My first thoughts is that @getchoo raised some extremely interesting points. So to get right into the first point.
- circular dependencies for little reason
top-level
depending on this repo and vice versa doesn’t make much sense and adds unnecessary complication
- anything we want to re-use across repos should be in
core
– as it’s described
Is something I can agree on and it would be important because how many packages depend on other. Take openssl for example, thats needed by at least a few hundred. And furthermore to this we seem to have added top-level
as an additional level of abstraction that was never really needed and core
could handle that for us.
this repo should be able to be used individually
And I agree with this even more. If a user needs only JavaScript packages they should be able to only pull down JavaScript package.
in contrast, with the setup here:
PR package b to core, wait for merge
PR to python with package a, along with the lockfile update to core (same point as above. lockfiles will > need to always be updated somewhere given this isn’t a monorepo)
this is simpler to understand from a contributor perspective, much less work on maintainers, and leaves less room for error between each repo’s lockfile.
This also is very important I feel a big part of aux was to make life easier for contributors and this makes sense to me. Removing top-level and having less moving parts will inevitably help in the burden of maintainers.
So now to address your questions.
Core in my opinion should house, stdenv
, lib
, and packages that are not easily separated into categories. What do I mean by not “easily separated into categories”, I feel a good example is vikunja currently broken into two packages vikunja
, the backend, and vikunja-fe
, the front end. These are two programs that go hand in hand and don’t use any specified builder i.e. buildGoModule
. Another one might be openssl as a mentioned before several packages depend on that.

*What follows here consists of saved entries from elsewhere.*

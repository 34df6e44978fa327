//! Item source trait and the error taxonomy of the load path.
//!
//! This module defines the capability every adapter and decorator
//! implements (`ItemSource`), the result it produces (`LoadResult`), and the
//! structured error carried by failed loads.
//!
//! # Error kinds
//!
//! | Kind | Code | Raised by |
//! |------|------|-----------|
//! | [`SourceErrorKind::Transport`] | `source.transport` | Remote API collaborators |
//! | [`SourceErrorKind::CacheMiss`] | `source.cache_miss` | Cache collaborators |
//! | [`SourceErrorKind::UnexpectedRecord`] | `source.unexpected_record` | Typed record boundaries |
//!
//! # Example
//!
//! ```rust,ignore
//! use listkit_core::{ItemSource, ItemSourceExt};
//!
//! async fn show(source: std::sync::Arc<dyn ItemSource>) {
//!     match source.retry(2).load_items().await {
//!         Ok(items) => items.iter().for_each(|item| println!("{}", item.label)),
//!         Err(error) => eprintln!("{error}"),
//!     }
//! }
//! ```

use std::fmt::{Display, Formatter};
use std::future::Future;
use std::pin::Pin;
use std::sync::Arc;

use serde::{Deserialize, Serialize};

use crate::decorators::{retry, Fallback};
use crate::{ItemView, RecordKind};

/// Remote record family an API serves.
#[derive(Debug, Clone, Copy, PartialEq, Eq, Hash, Serialize, Deserialize)]
#[serde(rename_all = "snake_case")]
pub enum Domain {
    Contacts,
    Instruments,
    Transfers,
}

impl Domain {
    pub const ALL: [Self; 3] = [Self::Contacts, Self::Instruments, Self::Transfers];

    pub const fn as_str(self) -> &'static str {
        match self {
            Self::Contacts => "contacts",
            Self::Instruments => "instruments",
            Self::Transfers => "transfers",
        }
    }
}

impl Display for Domain {
    fn fmt(&self, f: &mut Formatter<'_>) -> std::fmt::Result {
        f.write_str(self.as_str())
    }
}

/// Where a load error was raised.
#[derive(Debug, Clone, Copy, PartialEq, Eq, Hash)]
pub enum Origin {
    Remote(Domain),
    Cache,
}

impl Display for Origin {
    fn fmt(&self, f: &mut Formatter<'_>) -> std::fmt::Result {
        match self {
            Self::Remote(domain) => write!(f, "remote:{domain}"),
            Self::Cache => f.write_str("cache"),
        }
    }
}

/// Load error classification.
#[derive(Debug, Clone, Copy, PartialEq, Eq)]
pub enum SourceErrorKind {
    Transport,
    CacheMiss,
    UnexpectedRecord,
}

/// Structured error surfaced by item sources.
///
/// Adapters tag errors with their [`Origin`] and otherwise pass collaborator
/// errors through unchanged; decorators never rewrite them.
#[derive(Debug, Clone, PartialEq, Eq)]
pub struct SourceError {
    kind: SourceErrorKind,
    message: String,
    origin: Option<Origin>,
}

impl SourceError {
    pub fn transport(message: impl Into<String>) -> Self {
        Self {
            kind: SourceErrorKind::Transport,
            message: message.into(),
            origin: None,
        }
    }

    pub fn cache_miss(message: impl Into<String>) -> Self {
        Self {
            kind: SourceErrorKind::CacheMiss,
            message: message.into(),
            origin: None,
        }
    }

    pub fn unexpected_record(expected: RecordKind, found: RecordKind) -> Self {
        Self {
            kind: SourceErrorKind::UnexpectedRecord,
            message: format!("expected {expected} record, found {found}"),
            origin: None,
        }
    }

    pub fn with_origin(mut self, origin: Origin) -> Self {
        self.origin = Some(origin);
        self
    }

    pub const fn kind(&self) -> SourceErrorKind {
        self.kind
    }

    pub fn message(&self) -> &str {
        &self.message
    }

    pub const fn origin(&self) -> Option<Origin> {
        self.origin
    }

    pub const fn code(&self) -> &'static str {
        match self.kind {
            SourceErrorKind::Transport => "source.transport",
            SourceErrorKind::CacheMiss => "source.cache_miss",
            SourceErrorKind::UnexpectedRecord => "source.unexpected_record",
        }
    }
}

impl Display for SourceError {
    fn fmt(&self, f: &mut Formatter<'_>) -> std::fmt::Result {
        match self.origin {
            Some(origin) => write!(f, "{} ({}, {origin})", self.message, self.code()),
            None => write!(f, "{} ({})", self.message, self.code()),
        }
    }
}

impl std::error::Error for SourceError {}

/// Outcome of one load: the ordered items, or the terminal error.
pub type LoadResult = Result<Vec<ItemView>, SourceError>;

/// Boxed future returned by [`ItemSource::load_items`].
pub type LoadFuture<'a> = Pin<Box<dyn Future<Output = LoadResult> + Send + 'a>>;

/// Capability to asynchronously produce a list of display-ready items.
///
/// Adapters implement it over remote and cache collaborators; decorators
/// implement it by wrapping other sources. Each call is an independent fetch.
///
/// # Thread Safety
///
/// Implementations must be `Send + Sync`; composed graphs are shared through
/// `Arc<dyn ItemSource>` and driven from runtime worker threads.
pub trait ItemSource: Send + Sync {
    /// Fetches and projects the items.
    ///
    /// # Errors
    ///
    /// Returns [`SourceError`] when the underlying collaborator fails and no
    /// decorator recovered from it.
    fn load_items<'a>(&'a self) -> LoadFuture<'a>;
}

/// Combinators for stacking decorators onto a shared source.
pub trait ItemSourceExt {
    /// Re-invokes the source up to `attempts` more times after a failure.
    fn retry(self, attempts: u32) -> Arc<dyn ItemSource>;

    /// Falls back to `secondary` when this source fails.
    fn fallback(self, secondary: Arc<dyn ItemSource>) -> Arc<dyn ItemSource>;
}

impl ItemSourceExt for Arc<dyn ItemSource> {
    fn retry(self, attempts: u32) -> Arc<dyn ItemSource> {
        retry(self, attempts)
    }

    fn fallback(self, secondary: Arc<dyn ItemSource>) -> Arc<dyn ItemSource> {
        Arc::new(Fallback::new(self, secondary))
    }
}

I think the should standalone. Building on my prior answer, we only need to have each repo “import” the core repo such that they have access to shared resources such as the aforementioned openssl, stdenv and lib.
My best idea here is having CI update them all at regular intervals that is merged into master automatically. In my mind these workflows would trickle down from core to the lower repos e.g. javascript and would mean that each repo depends on the same version of core. The biggest concern here would be what if one were to fail? My answer to that is this is why we are going to need a staging workflow. I plan to create a post on this later today hopefully to address some of the pain points we noticed in Our first unstable release. Hopefully, this means that by the time we ship our unstable releases and maybe more we have matching hashes on each of our repos.